▶ Task instructions
Note each line in the data below that holds "sweeps", and copy it.

▶ Given information
────────────────────────────────────────

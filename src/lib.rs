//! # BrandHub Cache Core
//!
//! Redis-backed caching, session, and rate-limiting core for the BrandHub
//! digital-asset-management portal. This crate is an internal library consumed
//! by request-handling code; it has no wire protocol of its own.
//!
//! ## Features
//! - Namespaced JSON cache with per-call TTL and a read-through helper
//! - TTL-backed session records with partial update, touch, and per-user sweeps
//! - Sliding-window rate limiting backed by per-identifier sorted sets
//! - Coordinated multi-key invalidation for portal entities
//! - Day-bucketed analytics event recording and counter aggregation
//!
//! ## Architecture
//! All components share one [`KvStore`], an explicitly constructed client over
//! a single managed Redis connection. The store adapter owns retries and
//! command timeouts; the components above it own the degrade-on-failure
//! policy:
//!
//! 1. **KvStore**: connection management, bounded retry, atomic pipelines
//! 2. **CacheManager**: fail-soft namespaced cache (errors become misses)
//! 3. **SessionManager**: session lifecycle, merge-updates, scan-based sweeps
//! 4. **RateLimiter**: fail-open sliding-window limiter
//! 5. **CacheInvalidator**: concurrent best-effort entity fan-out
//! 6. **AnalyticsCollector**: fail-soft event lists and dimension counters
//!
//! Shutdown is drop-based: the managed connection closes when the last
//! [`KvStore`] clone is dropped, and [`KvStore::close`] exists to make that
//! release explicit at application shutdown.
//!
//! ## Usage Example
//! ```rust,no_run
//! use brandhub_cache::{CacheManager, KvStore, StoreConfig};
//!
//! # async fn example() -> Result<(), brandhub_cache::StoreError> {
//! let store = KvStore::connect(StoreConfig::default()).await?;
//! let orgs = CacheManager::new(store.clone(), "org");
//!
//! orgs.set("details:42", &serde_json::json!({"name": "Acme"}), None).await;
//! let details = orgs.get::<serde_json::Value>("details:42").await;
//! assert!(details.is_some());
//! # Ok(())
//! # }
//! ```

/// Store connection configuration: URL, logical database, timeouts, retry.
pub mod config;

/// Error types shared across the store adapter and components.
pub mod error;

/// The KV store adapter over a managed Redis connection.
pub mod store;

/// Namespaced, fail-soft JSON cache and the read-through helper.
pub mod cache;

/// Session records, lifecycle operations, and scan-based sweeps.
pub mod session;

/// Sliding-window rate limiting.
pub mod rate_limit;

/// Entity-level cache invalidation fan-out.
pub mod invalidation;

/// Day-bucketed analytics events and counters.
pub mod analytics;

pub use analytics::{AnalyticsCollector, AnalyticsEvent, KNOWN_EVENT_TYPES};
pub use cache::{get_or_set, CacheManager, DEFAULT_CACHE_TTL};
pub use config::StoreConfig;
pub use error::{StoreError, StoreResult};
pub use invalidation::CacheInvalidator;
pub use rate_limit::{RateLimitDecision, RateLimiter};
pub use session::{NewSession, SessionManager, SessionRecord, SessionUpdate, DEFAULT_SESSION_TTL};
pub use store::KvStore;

────────────────────────────────────────

▶ Result of the exercise
//! - TTL-backed session records with partial update, touch, and per-user sweeps
//! 3. **SessionManager**: session lifecycle, merge-updates, scan-based sweeps
/// Session records, lifecycle operations, and scan-based sweeps.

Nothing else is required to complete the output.